2010年には、初めて911カレラGTSが登場しました。最高出力300kW(408PS)を発揮するこのモデルは、997型の911においてカレラ、ターボおよびGTモデルの間をつなぐリンクとなっていました。このモデルには、クーペおよびカブリオレ、後輪駆動および4WD仕様車が用意されましたが、いずれもSモデルより44mmワイドボディ化されていました。当時も、ブラック塗装のフロントスポイラーリップとレッドのブレーキキャリパーが視覚的な特徴となっていました。その他の特別装備として、モータースポーツ由来のセンターロックシステムが採用された19インチ アルミホイールがありました。同じ理念に基づいて、2014年にポルシェは991型に911カレラGTSを設定し、クーペおよびカブリオレバージョンに加え、初めてタルガを追加しました。その3.8リッター水平対向6気筒エンジンの最高出力は、316kW(430PS)にアップされました。
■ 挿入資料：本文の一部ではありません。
//! `git` subprocess adapter.
//!
//! Shells out to the `git` binary rather than linking an object-store
//! implementation: the snapshot log is an ordinary git repository updated by
//! a scraper, read volumes are modest, and the subprocess boundary keeps
//! this crate dependency-free.
//!
//! Exit-code handling is deliberate: a failed `show` is followed by a
//! `rev-parse --verify` probe so "file absent at commit" and "commit no
//! longer resolvable" stay distinct (the latter drives the full-rescan
//! fallback in the resume planner).

use std::path::{Path, PathBuf};
use std::process::{Command, Output};

use tracing::debug;

use crate::source::{CommitInfo, SnapshotSource, SourceError};

/// Snapshot source backed by a local git checkout.
#[derive(Debug, Clone)]
pub struct GitCliSource {
    repo_path: PathBuf,
}

impl GitCliSource {
    /// Open a repository, verifying it is usable before anything else
    /// touches the database.
    pub fn open(repo_path: impl Into<PathBuf>) -> Result<Self, SourceError> {
        let src = Self {
            repo_path: repo_path.into(),
        };
        let out = src.git(&["rev-parse", "--git-dir"])?;
        if !out.status.success() {
            return Err(SourceError::Unavailable {
                detail: format!(
                    "'{}' is not a git repository: {}",
                    src.repo_path.display(),
                    String::from_utf8_lossy(&out.stderr).trim()
                ),
            });
        }
        Ok(src)
    }

    pub fn repo_path(&self) -> &Path {
        &self.repo_path
    }

    fn git(&self, args: &[&str]) -> Result<Output, SourceError> {
        debug!(args = ?args, "git");
        Command::new("git")
            .arg("-C")
            .arg(&self.repo_path)
            .args(args)
            .output()
            .map_err(|e| SourceError::Unavailable {
                detail: format!("failed to spawn git: {e}"),
            })
    }

    fn head_exists(&self) -> Result<bool, SourceError> {
        let out = self.git(&["rev-parse", "--verify", "--quiet", "HEAD"])?;
        Ok(out.status.success())
    }
}

impl SnapshotSource for GitCliSource {
    fn list_commits(&self) -> Result<Vec<CommitInfo>, SourceError> {
        // A repository with no commits yet is an empty log, not an error.
        if !self.head_exists()? {
            return Ok(Vec::new());
        }

        let out = self.git(&["log", "--reverse", "--first-parent", "--format=%H %ct", "HEAD"])?;
        if !out.status.success() {
            return Err(SourceError::Backend {
                detail: format!(
                    "git log failed: {}",
                    String::from_utf8_lossy(&out.stderr).trim()
                ),
            });
        }

        let text = String::from_utf8_lossy(&out.stdout);
        let mut commits = Vec::new();
        for line in text.lines() {
            let mut parts = line.split_whitespace();
            let (Some(id), Some(ts)) = (parts.next(), parts.next()) else {
                continue;
            };
            let Ok(timestamp) = ts.parse::<i64>() else {
                continue;
            };
            commits.push(CommitInfo::new(id, timestamp));
        }
        Ok(commits)
    }

    fn read_file_at(&self, commit_id: &str, path: &str) -> Result<Option<Vec<u8>>, SourceError> {
        let spec = format!("{commit_id}:{path}");
        let out = self.git(&["show", &spec])?;
        if out.status.success() {
            return Ok(Some(out.stdout));
        }

        // `show` failed: decide whether the commit or the file is missing.
        let probe_spec = format!("{commit_id}^{{commit}}");
        let probe = self.git(&["rev-parse", "--verify", "--quiet", &probe_spec])?;
        if probe.status.success() {
            Ok(None)
        } else {
            Err(SourceError::CommitNotFound {
                commit_id: commit_id.to_string(),
            })
        }
    }
}
//! Scenario: cold-start seeding across separate runs.
//!
//! # Invariants under test
//! 1. A resumed run rebuilds its baseline from each entity's `last_seen`
//!    snapshot, so a byte-identical re-listing classifies as UNCHANGED
//!    (without the seed it would misclassify as UPDATED).
//! 2. A seed miss degrades to compare-against-absent for the affected
//!    entities only: an extra UPDATED event each, and the run never fails.

use anyhow::Result;
use serde_json::{json, Value};

use fogo_engine::{EngineConfig, PlanMode, ReconcileEngine};
use fogo_source::MemorySource;

const FILE: &str = "fogos.json";

fn snapshot(fires: &[Value]) -> Vec<u8> {
    json!({"success": true, "data": fires}).to_string().into_bytes()
}

fn f1() -> Value {
    json!({"id": "F1", "man": 5, "active": true, "updated": {"sec": 900}})
}

#[tokio::test]
async fn seeded_baseline_classifies_identical_relisting_as_unchanged() -> Result<()> {
    let mut src = MemorySource::new();
    src.push_commit("c1", 1_000).put_file("c1", FILE, snapshot(&[f1()]));

    let pool = fogo_db::connect_memory().await?;
    let cfg = EngineConfig::new(FILE);
    ReconcileEngine::new(src.clone(), pool.clone(), cfg.clone()).run().await?;

    // New run, new engine instance: in-memory state is gone, only the store
    // and the log remain.
    src.push_commit("c2", 2_000).put_file("c2", FILE, snapshot(&[f1()]));
    let report = ReconcileEngine::new(src, pool.clone(), cfg).run().await?;

    assert_eq!(report.mode, PlanMode::Incremental);
    assert_eq!(report.processed, 1);
    assert_eq!(report.updated_events, 0, "seed made the re-listing UNCHANGED");

    let events = fogo_db::events_for_fire(&pool, "F1").await?;
    assert_eq!(events.len(), 1, "only the original NEW event");
    let fire = fogo_db::fetch_fire(&pool, "F1").await?.expect("F1 persisted");
    assert_eq!(fire.last_seen_commit, "c2");

    Ok(())
}

#[tokio::test]
async fn seed_miss_degrades_to_extra_updated_events_without_failing() -> Result<()> {
    let mut src = MemorySource::new();
    src.push_commit("c1", 1_000)
        .put_file("c1", FILE, snapshot(&[f1()]));
    src.push_commit("c2", 2_000).put_file(
        "c2",
        FILE,
        snapshot(&[f1(), json!({"id": "F2", "active": true, "updated": {"sec": 1_900}})]),
    );

    let pool = fogo_db::connect_memory().await?;
    let cfg = EngineConfig::new(FILE);
    ReconcileEngine::new(src.clone(), pool.clone(), cfg.clone()).run().await?;

    // Sabotage F2's seed only: its last_seen snapshot (c2) loses the file,
    // while F1's record now also lives at c2.  Both seeds come from c2, so
    // drop the file and re-add history with c3 re-listing both fires.
    let mut src2 = src.clone();
    src2.put_file("c2", FILE, b"not json".to_vec());
    src2.push_commit("c3", 3_000).put_file(
        "c3",
        FILE,
        snapshot(&[f1(), json!({"id": "F2", "active": true, "updated": {"sec": 1_900}})]),
    );

    let report = ReconcileEngine::new(src2, pool.clone(), cfg).run().await?;
    assert_eq!(report.processed, 1);
    // Both seeds missed (shared snapshot), so both re-listings compare
    // against absent and emit UPDATED; the run itself never fails.
    assert_eq!(report.updated_events, 2);
    assert_eq!(report.new_events, 0, "no duplicate NEW rows");

    let f1_row = fogo_db::fetch_fire(&pool, "F1").await?.expect("F1 kept");
    assert_eq!(f1_row.first_seen_commit, "c1");
    assert_eq!(f1_row.last_seen_commit, "c3");

    Ok(())
}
2011年にGTSバージョンが追加された3番目のモデルは、ポルシェのスポーツサルーンであるパナメーラでした。当初は、最高出力316kW(430PS)の4.8リッターV8エンジンと7速PDKの組み合わせでスポーティーな性格が前面に押し出され、最高速度は288km/hに達しました。4WDのパナメーラGTSは、380PSのパナメーラSと500PSのパナメーラ ターボのギャップを埋めるものでした。フェイスリフト後には、最高出力が324kW(440PS)にアップしました。2018年には、4リッターV8ツインターボエンジンが搭載された第2世代のパナメーラGTSが発売されました。このエンジンは最高出力338kW(460PS)で4輪を駆動し、パナメーラGTSスポーツツーリスモとパナメーラGTSにも搭載されています。
2015年に初めて、マカンにもGTSバージョンが導入されました。265kW(360PS)の最高出力、より洗練されたシャシー、および最高速度256km/hを誇るこのモデルは、シリーズで最もスポーティーなバージョンの地位を確立しました。このモデルは、あらゆる点でパフォーマンスが強化された後継モデルに引き継がれています。
その1年前の2014年、GTSのフィロソフィはポルシェ ボクスターおよびケイマン クーペにも波及していました。ミッドシップエンジンスポーツカーにGTSが加わったのは、ポルシェ904カレラGTS以来、初めての出来事でした。この2シーターは最高出力250kW(340PS)の3.4リッター6気筒ボクサーエンジンとポルシェPDKデュアルクラッチトランスミッションの組み合わせにより、0~100km/h加速4.9秒と281~285km/hの最高速度を誇りました。2017年の後継モデルには、さらに高出力の2.5リッター4気筒ターボエンジンが初めて搭載されました。
そして2020年、294kW(400PS)を発生する6気筒の高回転型自然吸気ボクサーエンジンを搭載した718 GTS 4.0が登場し、ポルシェのGTSの歴史の次の章が始まりました。中国市場では、ターボエンジン搭載モデルが継続販売されます。